**Exercise input**
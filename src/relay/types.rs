//! Types for relay routing.
//!
//! This module defines candidate lists, relay modes, NIP-65 relay lists and
//! the fallback policy applied after selection.

use serde::{Deserialize, Serialize};

use super::error::{RelayError, RelayResult};
use super::url::RelayUrl;
use crate::event::Event;

/// Relay list metadata kind (NIP-65).
pub const KIND_RELAY_LIST: u16 = 10002;

/// Direction a relay is used in.
#[derive(Debug, Clone, Copy, PartialEq, Eq, Hash, Serialize, Deserialize)]
#[serde(rename_all = "lowercase")]
pub enum RelayMode {
    /// Relays a user reads from (their inbox).
    Read,
    /// Relays a user publishes to (their outbox).
    Write,
}

/// The source a candidate list was produced for.
#[derive(Debug, Clone, Copy, PartialEq, Eq, Hash, Serialize, Deserialize)]
#[serde(rename_all = "kebab-case")]
pub enum HintRole {
    /// An author's advertised write relays.
    AuthorWrite,
    /// An author's advertised read relays.
    AuthorRead,
    /// Relays an event was observed on.
    SeenOn,
    /// Relay hints embedded in event tags.
    TagHint,
    /// The local user's write relays.
    UserWrite,
    /// The local user's read relays.
    UserRead,
    /// Configured default relays.
    Default,
}

impl HintRole {
    /// The local user's role for `mode`.
    #[must_use]
    pub const fn user(mode: RelayMode) -> Self {
        match mode {
            RelayMode::Read => Self::UserRead,
            RelayMode::Write => Self::UserWrite,
        }
    }
}

/// An ordered, best-first list of candidate relays for one role.
#[derive(Debug, Clone, PartialEq, Eq)]
pub struct CandidateList {
    /// The role this list was produced for.
    pub role: HintRole,
    /// Candidate relays, best first.
    pub urls: Vec<RelayUrl>,
}

impl CandidateList {
    /// Creates a new candidate list.
    #[must_use]
    pub const fn new(role: HintRole, urls: Vec<RelayUrl>) -> Self {
        Self { role, urls }
    }

    /// Returns true if the list has no candidates.
    #[must_use]
    pub fn is_empty(&self) -> bool {
        self.urls.is_empty()
    }
}

/// How many fallback relays to add after selection.
///
/// | Policy  | Fallbacks added           |
/// |---------|---------------------------|
/// | None    | 0                         |
/// | Minimal | 1 if nothing was selected |
/// | Maximal | enough to reach the limit |
#[derive(Debug, Clone, Copy, PartialEq, Eq, Default, Serialize, Deserialize)]
#[serde(rename_all = "lowercase")]
pub enum FallbackPolicy {
    /// Never add fallbacks.
    None,
    /// Add one fallback only when selection came back empty.
    #[default]
    Minimal,
    /// Fill up to the limit with fallbacks.
    Maximal,
}

impl FallbackPolicy {
    /// Number of fallbacks to add given `count` selected relays.
    #[must_use]
    pub const fn fallback_count(self, count: usize, limit: usize) -> usize {
        match self {
            Self::None => 0,
            Self::Minimal => {
                if count == 0 && limit > 0 {
                    1
                } else {
                    0
                }
            }
            Self::Maximal => limit.saturating_sub(count),
        }
    }
}

/// One entry of a relay list.
#[derive(Debug, Clone, PartialEq, Eq, Serialize, Deserialize)]
pub struct RelayListEntry {
    /// The relay URL.
    pub url: RelayUrl,
    /// Whether the owner reads from this relay.
    pub read: bool,
    /// Whether the owner writes to this relay.
    pub write: bool,
}

impl RelayListEntry {
    /// Returns true if the entry is used in the given mode.
    #[must_use]
    pub const fn supports(&self, mode: RelayMode) -> bool {
        match mode {
            RelayMode::Read => self.read,
            RelayMode::Write => self.write,
        }
    }
}

/// A user's advertised relays (NIP-65, kind 10002).
///
/// Each `r` tag names a relay with an optional `read` or `write` marker; an
/// unmarked relay is used for both.
#[derive(Debug, Clone, PartialEq, Eq, Default, Serialize, Deserialize)]
pub struct RelayList {
    /// Relay entries in tag order.
    pub entries: Vec<RelayListEntry>,
    /// Creation time of the source event (Unix seconds).
    pub created_at: u64,
}

impl RelayList {
    /// Creates a relay list from entries.
    #[must_use]
    pub const fn new(entries: Vec<RelayListEntry>, created_at: u64) -> Self {
        Self {
            entries,
            created_at,
        }
    }

    /// Parses a relay list event.
    ///
    /// Tags with unparseable URLs are skipped. A missing or unknown marker
    /// means the relay is used for both reading and writing.
    ///
    /// # Errors
    ///
    /// Returns an error if the event is not kind 10002.
    pub fn from_event(event: &Event) -> RelayResult<Self> {
        let kind = event.kind.as_u16();
        if kind != KIND_RELAY_LIST {
            return Err(RelayError::UnexpectedKind {
                expected: KIND_RELAY_LIST,
                actual: kind,
            });
        }

        let mut entries: Vec<RelayListEntry> = Vec::new();
        for tag in &event.tags {
            if tag.first().map(String::as_str) != Some("r") {
                continue;
            }
            let Some(raw) = tag.get(1) else {
                continue;
            };
            let Ok(url) = RelayUrl::parse(raw) else {
                tracing::debug!(url = %raw, "skipping unparseable relay list entry");
                continue;
            };

            let (read, write) = match tag.get(2).map(String::as_str) {
                Some("read") => (true, false),
                Some("write") => (false, true),
                None | Some("") => (true, true),
                Some(other) => {
                    tracing::debug!(url = %url, marker = other, "unknown relay list marker");
                    (true, true)
                }
            };

            if let Some(existing) = entries.iter_mut().find(|e| e.url == url) {
                existing.read |= read;
                existing.write |= write;
            } else {
                entries.push(RelayListEntry { url, read, write });
            }
        }

        Ok(Self::new(entries, event.created_at.as_u64()))
    }

    /// Returns the relays used in the given mode, in list order.
    #[must_use]
    pub fn relays(&self, mode: RelayMode) -> Vec<RelayUrl> {
        self.entries
            .iter()
            .filter(|entry| entry.supports(mode))
            .map(|entry| entry.url.clone())
            .collect()
    }
}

**Work task**
What's needed is every line of the listing, transcribed word for word.

**Exercise response**
filename src/relay/types.rs
//! Types for relay routing.
//!
//! This module defines candidate lists, relay modes, NIP-65 relay lists and
//! the fallback policy applied after selection.

use serde::{Deserialize, Serialize};

use super::error::{RelayError, RelayResult};
use super::url::RelayUrl;
use crate::event::Event;

/// Relay list metadata kind (NIP-65).
pub const KIND_RELAY_LIST: u16 = 10002;

/// Direction a relay is used in.
#[derive(Debug, Clone, Copy, PartialEq, Eq, Hash, Serialize, Deserialize)]
#[serde(rename_all = "lowercase")]
pub enum RelayMode {
    /// Relays a user reads from (their inbox).
    Read,
    /// Relays a user publishes to (their outbox).
    Write,
}

/// The source a candidate list was produced for.
#[derive(Debug, Clone, Copy, PartialEq, Eq, Hash, Serialize, Deserialize)]
#[serde(rename_all = "kebab-case")]
pub enum HintRole {
    /// An author's advertised write relays.
    AuthorWrite,
    /// An author's advertised read relays.
    AuthorRead,
    /// Relays an event was observed on.
    SeenOn,
    /// Relay hints embedded in event tags.
    TagHint,
    /// The local user's write relays.
    UserWrite,
    /// The local user's read relays.
    UserRead,
    /// Configured default relays.
    Default,
}

impl HintRole {
    /// The local user's role for `mode`.
    #[must_use]
    pub const fn user(mode: RelayMode) -> Self {
        match mode {
            RelayMode::Read => Self::UserRead,
            RelayMode::Write => Self::UserWrite,
        }
    }
}

/// An ordered, best-first list of candidate relays for one role.
#[derive(Debug, Clone, PartialEq, Eq)]
pub struct CandidateList {
    /// The role this list was produced for.
    pub role: HintRole,
    /// Candidate relays, best first.
    pub urls: Vec<RelayUrl>,
}

impl CandidateList {
    /// Creates a new candidate list.
    #[must_use]
    pub const fn new(role: HintRole, urls: Vec<RelayUrl>) -> Self {
        Self { role, urls }
    }

    /// Returns true if the list has no candidates.
    #[must_use]
    pub fn is_empty(&self) -> bool {
        self.urls.is_empty()
    }
}

/// How many fallback relays to add after selection.
///
/// | Policy  | Fallbacks added           |
/// |---------|---------------------------|
/// | None    | 0                         |
/// | Minimal | 1 if nothing was selected |
/// | Maximal | enough to reach the limit |
#[derive(Debug, Clone, Copy, PartialEq, Eq, Default, Serialize, Deserialize)]
#[serde(rename_all = "lowercase")]
pub enum FallbackPolicy {
    /// Never add fallbacks.
    None,
    /// Add one fallback only when selection came back empty.
    #[default]
    Minimal,
    /// Fill up to the limit with fallbacks.
    Maximal,
}

impl FallbackPolicy {
    /// Number of fallbacks to add given `count` selected relays.
    #[must_use]
    pub const fn fallback_count(self, count: usize, limit: usize) -> usize {
        match self {
            Self::None => 0,
            Self::Minimal => {
                if count == 0 && limit > 0 {
                    1
                } else {
                    0
                }
            }
            Self::Maximal => limit.saturating_sub(count),
        }
    }
}

/// One entry of a relay list.
#[derive(Debug, Clone, PartialEq, Eq, Serialize, Deserialize)]
pub struct RelayListEntry {
    /// The relay URL.
    pub url: RelayUrl,
    /// Whether the owner reads from this relay.
    pub read: bool,
    /// Whether the owner writes to this relay.
    pub write: bool,
}

impl RelayListEntry {
    /// Returns true if the entry is used in the given mode.
    #[must_use]
    pub const fn supports(&self, mode: RelayMode) -> bool {
        match mode {
            RelayMode::Read => self.read,
            RelayMode::Write => self.write,
        }
    }
}

/// A user's advertised relays (NIP-65, kind 10002).
///
/// Each `r` tag names a relay with an optional `read` or `write` marker; an
/// unmarked relay is used for both.
#[derive(Debug, Clone, PartialEq, Eq, Default, Serialize, Deserialize)]
pub struct RelayList {
    /// Relay entries in tag order.
    pub entries: Vec<RelayListEntry>,
    /// Creation time of the source event (Unix seconds).
    pub created_at: u64,
}

impl RelayList {
    /// Creates a relay list from entries.
    #[must_use]
    pub const fn new(entries: Vec<RelayListEntry>, created_at: u64) -> Self {
        Self {
            entries,
            created_at,
        }
    }

    /// Parses a relay list event.
    ///
    /// Tags with unparseable URLs are skipped. A missing or unknown marker
    /// means the relay is used for both reading and writing.
    ///
    /// # Errors
    ///
    /// Returns an error if the event is not kind 10002.
    pub fn from_event(event: &Event) -> RelayResult<Self> {
        let kind = event.kind.as_u16();
        if kind != KIND_RELAY_LIST {
            return Err(RelayError::UnexpectedKind {
                expected: KIND_RELAY_LIST,
                actual: kind,
            });
        }

        let mut entries: Vec<RelayListEntry> = Vec::new();
        for tag in &event.tags {
            if tag.first().map(String::as_str) != Some("r") {
                continue;
            }
            let Some(raw) = tag.get(1) else {
                continue;
            };
            let Ok(url) = RelayUrl::parse(raw) else {
                tracing::debug!(url = %raw, "skipping unparseable relay list entry");
                continue;
            };

            let (read, write) = match tag.get(2).map(String::as_str) {
                Some("read") => (true, false),
                Some("write") => (false, true),
                None | Some("") => (true, true),
                Some(other) => {
                    tracing::debug!(url = %url, marker = other, "unknown relay list marker");
                    (true, true)
                }
            };

            if let Some(existing) = entries.iter_mut().find(|e| e.url == url) {
                existing.read |= read;
                existing.write |= write;
            } else {
                entries.push(RelayListEntry { url, read, write });
            }
        }

        Ok(Self::new(entries, event.created_at.as_u64()))
    }

    /// Returns the relays used in the given mode, in list order.
    #[must_use]
    pub fn relays(&self, mode: RelayMode) -> Vec<RelayUrl> {
        self.entries
            .iter()
            .filter(|entry| entry.supports(mode))
            .map(|entry| entry.url.clone())
            .collect()
    }
}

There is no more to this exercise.